In a meta-analysis published in The Lancet (1997) 186 homeopathy placebo-controlled trials and data from 89 types of research were studied. The average rate of the overall relationship of these 89 studies was 2.45. This result could be (95% CI 2.05 -2.93) in favor of homeopathy (individualized therapy, homeopathic, complex products or isopathy). Even after correcting the results for publication, they were statistically significant. The main conclusion is that the results “are not consistent with the hypothesis which says that the effects of homeopathy are completely due to placebo effect”.

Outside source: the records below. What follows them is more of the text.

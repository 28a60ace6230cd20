pub mod activity;
pub mod check;
pub mod migrate;
pub mod progress;
pub mod reset;
pub mod status;

use babysteps_core::config::StoreConfig;
use babysteps_core::db;
use babysteps_core::lock::StoreReadLock;
use rusqlite::Connection;

/// Shared lock plus a read-only connection. Nothing is migrated.
pub fn open_for_reading(
    config: &StoreConfig,
) -> anyhow::Result<(StoreReadLock, Connection)> {
    let conn = db::open_read_only(&config.store_path)?;
    let lock = StoreReadLock::acquire(&config.store_path, config.lock_timeout())?;
    Ok((lock, conn))
}
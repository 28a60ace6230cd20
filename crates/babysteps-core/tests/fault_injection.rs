//! Fault-injection tests for the store-opening paths.
//!
//! These exercise realistic failure modes on real files:
//! - a migration stage failing halfway through its transaction
//! - a store written by a newer build
//! - a store whose header was overwritten
//! - discarding without (and then with) explicit confirmation

use std::fs::{self, OpenOptions};
use std::io::{Seek, SeekFrom, Write};
use std::path::{Path, PathBuf};

use babysteps_core::db::migrations::{self, MigrationError, MigrationStage};
use babysteps_core::db::{self, Confirmation, StoreError, query, schema};
use babysteps_core::error::ErrorCode;
use babysteps_core::model::TaskId;
use babysteps_core::time;
use rusqlite::{Connection, Transaction, params};
use tempfile::TempDir;

fn temp_store() -> (TempDir, PathBuf) {
    let dir = TempDir::new().expect("create temp dir");
    let path = dir.path().join("babysteps.sqlite3");
    (dir, path)
}

fn write_v1_store(path: &Path, titles: &[&str]) {
    let conn = Connection::open(path).expect("open v1 store");
    conn.execute_batch(schema::CREATE_V1_SQL).expect("v1 schema");
    conn.pragma_update(None, "user_version", 1_i64)
        .expect("set version");
    for (index, title) in titles.iter().enumerate() {
        conn.execute(
            "INSERT INTO tasks (task_id, title, created_at_us) VALUES (?1, ?2, ?3)",
            params![TaskId::new().to_string(), title, i64::try_from(index).expect("index")],
        )
        .expect("insert task");
    }
}

fn fail_after_copy(_tx: &Transaction<'_>) -> rusqlite::Result<()> {
    Err(rusqlite::Error::InvalidQuery)
}

fn raw_version(path: &Path) -> i64 {
    let conn = Connection::open(path).expect("reopen raw");
    conn.pragma_query_value(None, "user_version", |row| row.get(0))
        .expect("user_version")
}

#[test]
fn failing_stage_leaves_v1_store_on_disk() {
    let (_dir, path) = temp_store();
    write_v1_store(&path, &["Read", "Run"]);

    let broken = MigrationStage {
        did_migrate: fail_after_copy,
        ..migrations::v1_to_v2::STAGE
    };
    {
        let mut conn = Connection::open(&path).expect("open");
        let err = migrations::migrate_with(&mut conn, &[broken], time::now())
            .expect_err("hook fails");
        assert!(matches!(err, MigrationError::Hook { .. }));
        assert_eq!(err.code(), ErrorCode::MigrationFailed);
    }

    assert_eq!(raw_version(&path), 1);
    let conn = Connection::open(&path).expect("reopen");
    let columns = schema::table_columns(&conn, "tasks").expect("columns");
    assert!(!columns.iter().any(|column| column == "is_completed"));
    drop(conn);

    let conn = db::open_store(&path).expect("real migration succeeds");
    assert_eq!(query::task_count(&conn).expect("count"), 2);
}

#[test]
fn newer_store_is_refused_and_left_alone() {
    let (_dir, path) = temp_store();
    {
        let conn = db::open_store(&path).expect("create");
        conn.pragma_update(None, "user_version", 99_i64)
            .expect("bump version");
    }
    let before = fs::read(&path).expect("read");

    let err = db::open_store(&path).expect_err("newer schema");

    assert!(matches!(
        err,
        StoreError::Migration(MigrationError::UnsupportedVersion { found: 99, .. })
    ));
    assert_eq!(err.code(), ErrorCode::UnsupportedSchemaVersion);
    assert_eq!(fs::read(&path).expect("read"), before);
}

#[test]
fn overwritten_header_reports_corrupt_store() {
    let (_dir, path) = temp_store();
    drop(db::open_store(&path).expect("create"));

    let mut file = OpenOptions::new()
        .write(true)
        .open(&path)
        .expect("open for corruption");
    file.seek(SeekFrom::Start(0)).expect("seek");
    file.write_all(&[0_u8; 16]).expect("clobber header");
    file.sync_all().expect("sync");
    drop(file);

    let err = db::open_store(&path).expect_err("corrupt");
    assert_eq!(err.code(), ErrorCode::CorruptStore);
}

#[test]
fn discard_needs_confirmation_then_quarantines() {
    let (dir, path) = temp_store();
    {
        let conn = db::open_store(&path).expect("create");
        conn.pragma_update(None, "user_version", 99_i64)
            .expect("bump version");
    }

    let err = db::discard_and_recreate(&path, Confirmation::Declined, time::now())
        .expect_err("declined");
    assert_eq!(err.code(), ErrorCode::DiscardNotConfirmed);
    assert_eq!(raw_version(&path), 99);

    let quarantined =
        db::discard_and_recreate(&path, Confirmation::DiscardAllData, time::now())
            .expect("discard");

    assert!(!quarantined.is_empty());
    for moved in &quarantined {
        assert!(moved.exists());
        assert!(moved.starts_with(dir.path()));
    }
    assert_eq!(
        raw_version(&path),
        i64::from(migrations::LATEST_SCHEMA_VERSION)
    );
}
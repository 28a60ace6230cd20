//! `bs migrate`: run the app-start sequence and report what it did.
//!
//! Lock, relocate a legacy store, migrate to the latest schema, then run the
//! configured integrity pass. This is exactly what the app does on launch.

use std::io::Write;

use babysteps_core::config::StoreConfig;
use babysteps_core::db::Relocation;
use babysteps_core::startup::{self, IntegrityOutcome, StartupReport};
use clap::Args;

use super::check::{write_integrity_pretty, write_integrity_text};
use crate::output::{OutputMode, pretty_kv, pretty_section, render_mode};

/// Arguments for `bs migrate`.
#[derive(Args, Debug, Default)]
pub struct MigrateArgs {}

/// Execute `bs migrate`.
pub fn run_migrate(
    _args: &MigrateArgs,
    config: &StoreConfig,
    output: OutputMode,
) -> anyhow::Result<()> {
    let (_conn, report) = startup::startup(config)?;
    render_mode(output, &report, render_migrate_text, render_migrate_pretty)
}

fn relocation_label(relocation: &Relocation) -> String {
    match relocation {
        Relocation::NoLegacyStore => "none".to_string(),
        Relocation::TargetExists { legacy } => {
            format!("skipped, legacy store left at {}", legacy.display())
        }
        Relocation::Moved { from, .. } => format!("moved from {}", from.display()),
    }
}

fn migration_label(report: &StartupReport) -> String {
    let migration = report.migration;
    if migration.is_noop() {
        format!("already at v{}", migration.to)
    } else if migration.stages_applied == 0 {
        format!("created empty store at v{}", migration.to)
    } else {
        format!(
            "v{} -> v{} ({} stage{})",
            migration.from,
            migration.to,
            migration.stages_applied,
            if migration.stages_applied == 1 { "" } else { "s" }
        )
    }
}

fn render_migrate_text(report: &StartupReport, w: &mut dyn Write) -> std::io::Result<()> {
    writeln!(w, "relocation={}", relocation_label(&report.relocated))?;
    writeln!(w, "migration={}", migration_label(report))?;
    match &report.integrity {
        IntegrityOutcome::Skipped => writeln!(w, "integrity=skipped")?,
        IntegrityOutcome::Quick => writeln!(w, "integrity=quick_ok")?,
        IntegrityOutcome::Comprehensive(integrity) => write_integrity_text(integrity, w)?,
    }
    writeln!(
        w,
        "tasks={} steps={}",
        report.stats.total_tasks, report.stats.total_steps
    )
}

fn render_migrate_pretty(report: &StartupReport, w: &mut dyn Write) -> std::io::Result<()> {
    pretty_section(w, "Startup")?;
    pretty_kv(w, "Relocation", relocation_label(&report.relocated))?;
    pretty_kv(w, "Migration", migration_label(report))?;
    pretty_kv(
        w,
        "Store",
        format!(
            "{} tasks, {} steps",
            report.stats.total_tasks, report.stats.total_steps
        ),
    )?;
    match &report.integrity {
        IntegrityOutcome::Skipped => pretty_kv(w, "Integrity", "skipped (integrity = \"off\")"),
        IntegrityOutcome::Quick => pretty_kv(w, "Integrity", "quick check passed"),
        IntegrityOutcome::Comprehensive(integrity) => {
            writeln!(w)?;
            write_integrity_pretty(integrity, w)
        }
    }
}
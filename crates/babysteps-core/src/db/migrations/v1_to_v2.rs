//! V1 -> V2: tasks gain a non-null display order and stored completion.
//!
//! Before the copy every V1 task receives `order = rank by createdAt`, ties
//! broken by insertion order. The structural copy fills the completion fields
//! with their defaults (`false`, no timestamp) whatever the state of the
//! steps. After the copy the order is derived again from the rebuilt table,
//! which reproduces the pre-copy ranking.

use rusqlite::Transaction;

use super::MigrationStage;
use crate::db::query::{self, TASK_COLUMNS};
use crate::db::schema::{COPY_V1_TO_V2_SQL, SchemaVersion};
use crate::model::order::assign_creation_order;
use crate::model::TaskId;

pub const STAGE: MigrationStage = MigrationStage {
    from: SchemaVersion::V1,
    to: SchemaVersion::V2,
    will_migrate: backfill_order,
    structural_sql: COPY_V1_TO_V2_SQL,
    did_migrate: rederive_order,
};

fn backfill_order(tx: &Transaction<'_>) -> rusqlite::Result<()> {
    let mut tasks = query::load_tasks_v1(tx)?;
    assign_creation_order(&mut tasks);

    write_orders(
        tx,
        tasks
            .iter()
            .map(|task| (task.id, task.order.unwrap_or_default())),
    )?;
    tracing::debug!(tasks = tasks.len(), "assigned creation order to v1 tasks");
    Ok(())
}

fn rederive_order(tx: &Transaction<'_>) -> rusqlite::Result<()> {
    let sql = format!(
        "SELECT {TASK_COLUMNS} FROM tasks ORDER BY created_at_us, sort_order, rowid"
    );
    let mut tasks = {
        let mut stmt = tx.prepare(&sql)?;
        stmt.query_map([], query::row_to_task)?
            .collect::<Result<Vec<_>, _>>()?
    };
    assign_creation_order(&mut tasks);

    write_orders(tx, tasks.iter().map(|task| (task.id, task.order)))?;
    tracing::debug!(tasks = tasks.len(), "re-derived task order after copy");
    Ok(())
}

fn write_orders(
    tx: &Transaction<'_>,
    orders: impl Iterator<Item = (TaskId, i64)>,
) -> rusqlite::Result<()> {
    let mut stmt = tx.prepare("UPDATE tasks SET sort_order = ?1 WHERE task_id = ?2")?;
    for (id, order) in orders {
        stmt.execute(rusqlite::params![order, id.to_string()])?;
    }
    Ok(())
}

In another analysis of the same dataset, Linde and his colleagues examined the methodological quality indicators’ influence and found out that studies with superior quality scores were less likely to show positive values. Low-quality studies showed that homeopathic treatments were more effective than placebo. In both systematic reviews, there was insufficient evidence to draw conclusions on the effectiveness of homeopathy for a specific medical condition.
A new revision to evaluate the clinical efficacy of homeopathy on systematic reviews can clarify this. Linden based on seventeen papers that met the inclusion criteria (including 6 new analyses in 1997 meta-analysis). This approach revealed that the clinical evidence of homeopathy was missed. In particular, there was no disease in where the homeopathic treatment performed better than other interventions or placebo control. However, this just was a review to draw conclusions related to previously reviews and not a primary research.

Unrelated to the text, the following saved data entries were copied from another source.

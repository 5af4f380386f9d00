//! Operator configuration.
//!
//! Owned by the host plugin framework and read-only to this crate. Every
//! top-level provider operation receives one `Configuration` reference
//! and treats it as a consistent snapshot for the whole call; mappers
//! never reach for ambient state.

use std::path::Path;

use anyhow::{Context, Result};
use serde::{Deserialize, Serialize};

/// Channel list ordering applied before the guide-visibility filter.
#[derive(Debug, Clone, Copy, Default, Serialize, Deserialize, PartialEq, Eq)]
#[serde(rename_all = "kebab-case")]
pub enum ChannelSorting {
    /// Keep the backend's group display order.
    #[default]
    GroupOrder,
    /// Sort by channel title.
    Title,
    /// Sort by numeric channel id.
    Id,
}

/// One entry of the operator-supplied genre table.
#[derive(Debug, Clone, Serialize, Deserialize, PartialEq, Eq)]
pub struct GenreMapping {
    /// Backend genre text (matched case-insensitively).
    pub genre: String,
    /// Canonical tags to attach.
    pub tags: Vec<String>,
}

/// Provider configuration snapshot.
#[derive(Debug, Clone, Serialize, Deserialize, Default, PartialEq, Eq)]
#[allow(clippy::module_name_repetitions)]
pub struct Configuration {
    /// Channel group whose member order drives the channel list.
    #[serde(default)]
    pub default_channel_group: Option<i32>,
    /// Channel list ordering.
    #[serde(default)]
    pub channel_sort_order: ChannelSorting,
    /// Whether recording files are read directly from disk.
    #[serde(default)]
    pub enable_direct_access: bool,
    /// Whether direct access paths need prefix substitution.
    #[serde(default)]
    pub requires_path_substitution: bool,
    /// Path prefix as the backend reports it.
    #[serde(default)]
    pub local_file_path: String,
    /// Path prefix as this host reaches it.
    #[serde(default)]
    pub remote_file_path: String,
    /// Genre classification table.
    #[serde(default)]
    pub genre_mappings: Vec<GenreMapping>,
}

impl Configuration {
    /// Loads configuration from a TOML file. Returns defaults if the file
    /// does not exist.
    ///
    /// # Errors
    ///
    /// Returns an error if the file exists but cannot be read or parsed.
    pub fn load(path: &Path) -> Result<Self> {
        if !path.exists() {
            return Ok(Self::default());
        }
        let content = std::fs::read_to_string(path)
            .with_context(|| format!("failed to read {}", path.display()))?;
        toml::from_str(&content).with_context(|| format!("failed to parse {}", path.display()))
    }
}
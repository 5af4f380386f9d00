//! Recording path remapping for direct file access.

use crate::config::Configuration;

/// Rewrites backend-reported recording paths for the host.
///
/// Paths are only exposed at all when direct access is enabled. With
/// substitution configured, the local prefix is replaced by the remote
/// prefix as a literal substring; separators are not normalized and
/// partial segments are not matched specially.
#[derive(Debug)]
#[allow(clippy::module_name_repetitions)]
pub struct RecordingPathMapper {
    enabled: bool,
    substitution: Option<(String, String)>,
}

impl RecordingPathMapper {
    /// Builds a mapper from the configuration snapshot.
    #[must_use]
    pub fn new(config: &Configuration) -> Self {
        let substitution = config.requires_path_substitution.then(|| {
            (
                config.local_file_path.clone(),
                config.remote_file_path.clone(),
            )
        });
        Self {
            enabled: config.enable_direct_access,
            substitution,
        }
    }

    /// Maps a backend file name to a host-accessible path.
    ///
    /// `None` when direct access is disabled.
    #[must_use]
    pub fn map(&self, file_name: &str) -> Option<String> {
        if !self.enabled {
            return None;
        }
        match &self.substitution {
            Some((local, remote)) => Some(file_name.replace(local.as_str(), remote)),
            None => Some(String::from(file_name)),
        }
    }
}
//! Request parameter types for the TV service API.

use chrono::NaiveDateTime;

use super::types::ScheduleType;

/// Formats a local timestamp for transmission as a query parameter.
///
/// Example: `"2024-01-15 18:00:00"`
#[must_use]
pub fn to_url_date(value: NaiveDateTime) -> String {
    value.format("%Y-%m-%d %H:%M:%S").to_string()
}

/// Parameters for `AddScheduleDetailed`.
#[derive(Debug, Clone)]
pub struct AddScheduleParams {
    /// Target channel id.
    pub channel_id: i32,
    /// Schedule title.
    pub title: String,
    /// Local start time.
    pub start_time: NaiveDateTime,
    /// Local end time.
    pub end_time: NaiveDateTime,
    /// Recurrence pattern.
    pub schedule_type: ScheduleType,
    /// Pre-record padding in whole minutes (omitted when `None`).
    pub pre_record_minutes: Option<u32>,
    /// Post-record padding in whole minutes (omitted when `None`).
    pub post_record_minutes: Option<u32>,
}

impl AddScheduleParams {
    /// Renders the parameters as query pairs in the order the backend
    /// documents them.
    #[must_use]
    pub fn to_query(&self) -> Vec<(&'static str, String)> {
        let mut query: Vec<(&'static str, String)> = vec![
            ("channelid", self.channel_id.to_string()),
            ("title", self.title.clone()),
            ("starttime", to_url_date(self.start_time)),
            ("endtime", to_url_date(self.end_time)),
            ("scheduletype", i32::from(self.schedule_type).to_string()),
        ];

        if let Some(pre) = self.pre_record_minutes {
            query.push(("preRecordInterval", pre.to_string()));
        }

        if let Some(post) = self.post_record_minutes {
            query.push(("postRecordInterval", post.to_string()));
        }

        query
    }
}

In the other hand, Shang et al. did a meta-analysis of 110 homeopathy placebo-controlled trials and 110 conventional medicines treatments, in 1995. The comparison showed that there were an overall treatment and a positive impact on similar studies. Twenty trials of homeopathy and conventional medicine were “high quality” examined and the results of 14 major studies with higher quality (8 homeopathies, conventional medicine 6) were also analyzed. The average ratio of ratings for studies about homeopathy was 0.88 (95% CI, 0.65 to 1.19), and 0.58 (95% confidence interval 0.39 to 0.85) for 6 trials of conventional medicine. Unlike Linde et al., 1997 this study showed an odds ratio less than 1.0 indicating a superior placebo effect. The authors concluded that there was a “weak evidence for a specific effect of homeopathic remedies, but strong evidence for specific effects of conventional interventions. This finding supports the notion that the clinical effects of homeopathy are a placebo effect.” This review was criticized for its lack of transparency. The British Homeopathic Association reported some new developments for the results of individualized homeopathy using RCT data and controls. Finally, a program financed by donations is finding systematic review and analyzing literature
Systematic reviews with a focus on specific clinical areas
A wide range of documents, several essential criteria for data extraction and different styles of homeopathy applications has been studied in different medical conditions expressed simultaneously. Researchers based on Linde’s and Shang’s previous reviews. They found a problem with the disease heterogeneity in 35 reviews which focused in homeopathy RCTs, avoiding clinical settings.